Mapping neural circuitry in the human and mouse brains at the single cell level

This 4-year PhD studentship is offered in Dr Samuel Rodrigues’ Group based at the Francis Crick Institute (the Crick).

The Applied Biotechnology Laboratory at the Crick Institute develops first-in-class technologies that can be deployed widely to accelerate neuroscience and reduce the number of people suffering from brain disorders.

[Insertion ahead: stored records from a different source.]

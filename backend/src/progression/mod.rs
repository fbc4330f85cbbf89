//! Eco points and tiers.
//!
//! Every function here is pure: it takes the current [`shared::UserProgress`]
//! by reference and hands back a new one, so a failed award never leaves a
//! half-updated record behind. Callers own persistence and must apply events
//! for one user sequentially.

pub mod achievements;
pub mod engine;
pub mod feedback;
pub mod tiers;

pub use achievements::achievements;
pub use engine::{EcoEvent, EcoProgressionEngine, EventKind};
pub use feedback::FeedbackLedger;
pub use tiers::{Tier, TierSchedule};

#[derive(Debug, thiserror::Error)]
pub enum ProgressionError {
    #[error("Tier schedule must not be empty")]
    EmptySchedule,
    #[error("First tier must start at 0 points, got {0}")]
    NonZeroBase(u64),
    #[error("Tier name must not be empty")]
    EmptyTierName,
    #[error("Duplicate tier name '{0}'")]
    DuplicateTier(String),
    #[error(
        "Tier thresholds must be strictly ascending: '{previous}' at {previous_threshold} is followed by '{name}' at {threshold}"
    )]
    NotAscending {
        previous: String,
        previous_threshold: u64,
        name: String,
        threshold: u64,
    },
    #[error("Unknown event kind '{0}'")]
    UnknownEvent(String),
    #[error("Purchase events require a spend amount")]
    MissingAmount,
    #[error("Invalid purchase amount {0}")]
    InvalidAmount(f64),
    #[error("Point total would overflow")]
    Overflow,
}
use shared::LevelProgress;
use std::collections::HashSet;

use super::ProgressionError;
use crate::config::TierConfig;

#[derive(Debug, Clone, PartialEq, Eq)]
pub struct Tier {
    pub name: String,
    pub threshold: u64,
}

/// Ordered tiers with strictly ascending thresholds, the first at 0.
#[derive(Debug, Clone)]
pub struct TierSchedule {
    tiers: Vec<Tier>,
}

impl TierSchedule {
    pub fn new(tiers: &[TierConfig]) -> Result<Self, ProgressionError> {
        let first = tiers.first().ok_or(ProgressionError::EmptySchedule)?;
        if first.threshold != 0 {
            return Err(ProgressionError::NonZeroBase(first.threshold));
        }

        let mut names = HashSet::new();
        for tier in tiers {
            if tier.name.trim().is_empty() {
                return Err(ProgressionError::EmptyTierName);
            }
            if !names.insert(tier.name.as_str()) {
                return Err(ProgressionError::DuplicateTier(tier.name.clone()));
            }
        }

        for pair in tiers.windows(2) {
            if pair[1].threshold <= pair[0].threshold {
                return Err(ProgressionError::NotAscending {
                    previous: pair[0].name.clone(),
                    previous_threshold: pair[0].threshold,
                    name: pair[1].name.clone(),
                    threshold: pair[1].threshold,
                });
            }
        }

        Ok(Self {
            tiers: tiers
                .iter()
                .map(|t| Tier {
                    name: t.name.clone(),
                    threshold: t.threshold,
                })
                .collect(),
        })
    }

    pub fn tiers(&self) -> &[Tier] {
        &self.tiers
    }

    pub fn initial(&self) -> &Tier {
        &self.tiers[0]
    }

    /// Index of the highest tier whose threshold is at most `points`.
    pub fn index_for(&self, points: u64) -> usize {
        self.tiers
            .iter()
            .rposition(|t| t.threshold <= points)
            .unwrap_or(0)
    }

    pub fn tier_for(&self, points: u64) -> &Tier {
        &self.tiers[self.index_for(points)]
    }

    pub fn level_progress(&self, points: u64) -> LevelProgress {
        let index = self.index_for(points);
        let current = &self.tiers[index];

        match self.tiers.get(index + 1) {
            Some(next) => {
                let span = (next.threshold - current.threshold) as f64;
                let progress = (points - current.threshold) as f64 / span * 100.0;
                LevelProgress {
                    current_level: current.name.clone(),
                    next_level: Some(next.name.clone()),
                    progress_percentage: progress.clamp(0.0, 100.0),
                    points_to_next: next.threshold - points,
                }
            }
            None => LevelProgress {
                current_level: current.name.clone(),
                next_level: None,
                progress_percentage: 100.0,
                points_to_next: 0,
            },
        }
    }
}

#[cfg(test)]
mod tests {
    use super::*;
    use crate::config::SorterConfig;

    fn schedule() -> TierSchedule {
        TierSchedule::new(&SorterConfig::default().tiers).unwrap()
    }

    fn tier(name: &str, threshold: u64) -> TierConfig {
        TierConfig {
            name: name.to_string(),
            threshold,
        }
    }

    #[test]
    fn thresholds_are_inclusive() {
        let schedule = schedule();
        assert_eq!(schedule.tier_for(0).name, "Eco Beginner");
        assert_eq!(schedule.tier_for(499).name, "Eco Beginner");
        assert_eq!(schedule.tier_for(500).name, "Eco Enthusiast");
        assert_eq!(schedule.tier_for(1499).name, "Eco Enthusiast");
        assert_eq!(schedule.tier_for(1500).name, "Eco Warrior");
        assert_eq!(schedule.tier_for(3000).name, "Eco Champion");
        assert_eq!(schedule.tier_for(5000).name, "Eco Master");
        assert_eq!(schedule.tier_for(u64::MAX).name, "Eco Master");
    }

    #[test]
    fn progress_within_a_tier() {
        let progress = schedule().level_progress(1000);
        assert_eq!(progress.current_level, "Eco Enthusiast");
        assert_eq!(progress.next_level.as_deref(), Some("Eco Warrior"));
        assert!((progress.progress_percentage - 50.0).abs() < 1e-9);
        assert_eq!(progress.points_to_next, 500);
    }

    #[test]
    fn progress_at_tier_boundary_starts_from_zero() {
        let progress = schedule().level_progress(500);
        assert_eq!(progress.current_level, "Eco Enthusiast");
        assert_eq!(progress.progress_percentage, 0.0);
        assert_eq!(progress.points_to_next, 1000);
    }

    #[test]
    fn top_tier_is_terminal() {
        for points in [5000, 12_345] {
            let progress = schedule().level_progress(points);
            assert_eq!(progress.current_level, "Eco Master");
            assert_eq!(progress.next_level, None);
            assert_eq!(progress.progress_percentage, 100.0);
            assert_eq!(progress.points_to_next, 0);
        }
    }

    #[test]
    fn rejects_misconfigured_schedules() {
        assert!(matches!(TierSchedule::new(&[]), Err(ProgressionError::EmptySchedule)));
        assert!(matches!(
            TierSchedule::new(&[tier("Start", 10)]),
            Err(ProgressionError::NonZeroBase(10))
        ));
        assert!(matches!(
            TierSchedule::new(&[tier("A", 0), tier("B", 100), tier("C", 100)]),
            Err(ProgressionError::NotAscending { .. })
        ));
        assert!(matches!(
            TierSchedule::new(&[tier("A", 0), tier("A", 100)]),
            Err(ProgressionError::DuplicateTier(_))
        ));
        assert!(matches!(
            TierSchedule::new(&[tier(" ", 0)]),
            Err(ProgressionError::EmptyTierName)
        ));
    }

    #[test]
    fn single_tier_schedule_is_always_complete() {
        let schedule = TierSchedule::new(&[tier("Member", 0)]).unwrap();
        let progress = schedule.level_progress(42);
        assert_eq!(progress.current_level, "Member");
        assert_eq!(progress.progress_percentage, 100.0);
    }
}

To do so, we combine rigorous bioengineering with an expertise in biotechnology entrepreneurship that is unique among academic labs, allowing us to identify more important unmet needs and deploy solutions more rapidly.
The exact project will be determined upon joining, and trainees are encouraged to develop their own project ideas and to work on multiple projects. Trainees will work at the intersection of genomics, microscopy, viral vectors, and more traditional mechanical/electrical engineering. Examples of past and current projects include the development of Slide-seq [1], a spatial transcriptomic technique that enables researchers to visualize the expression of every gene in the genome simultaneously; Implosion Fabrication [2], a bio-inspired approach to three-dimensional nanofabrication; and Timestamps [3], a method that allows the age of RNAs to be deduced from RNA sequencing.

Sample project
All psychiatric diseases are associated with changes in the structure and function of synapses between neurons in the brain, but existing brain-mapping (connectomics) technologies, such as electron microscopy (EM), are insensitive to the distribution of the proteins and molecules that determine synaptic function. We have invented a new approach to connectomics that combines optical superresolution techniques such as Expansion Microscopy [4] with multiplexed antibody staining techniques such as CODEX [5] to map gene expression and circuitry simultaneously. We call this approach molecularly-annotated connectomics. Ultimately, we aim to develop the technology to the point where it is robust enough that it can be deployed across the world to enable bench-top brain mapping in every neuroscience laboratory.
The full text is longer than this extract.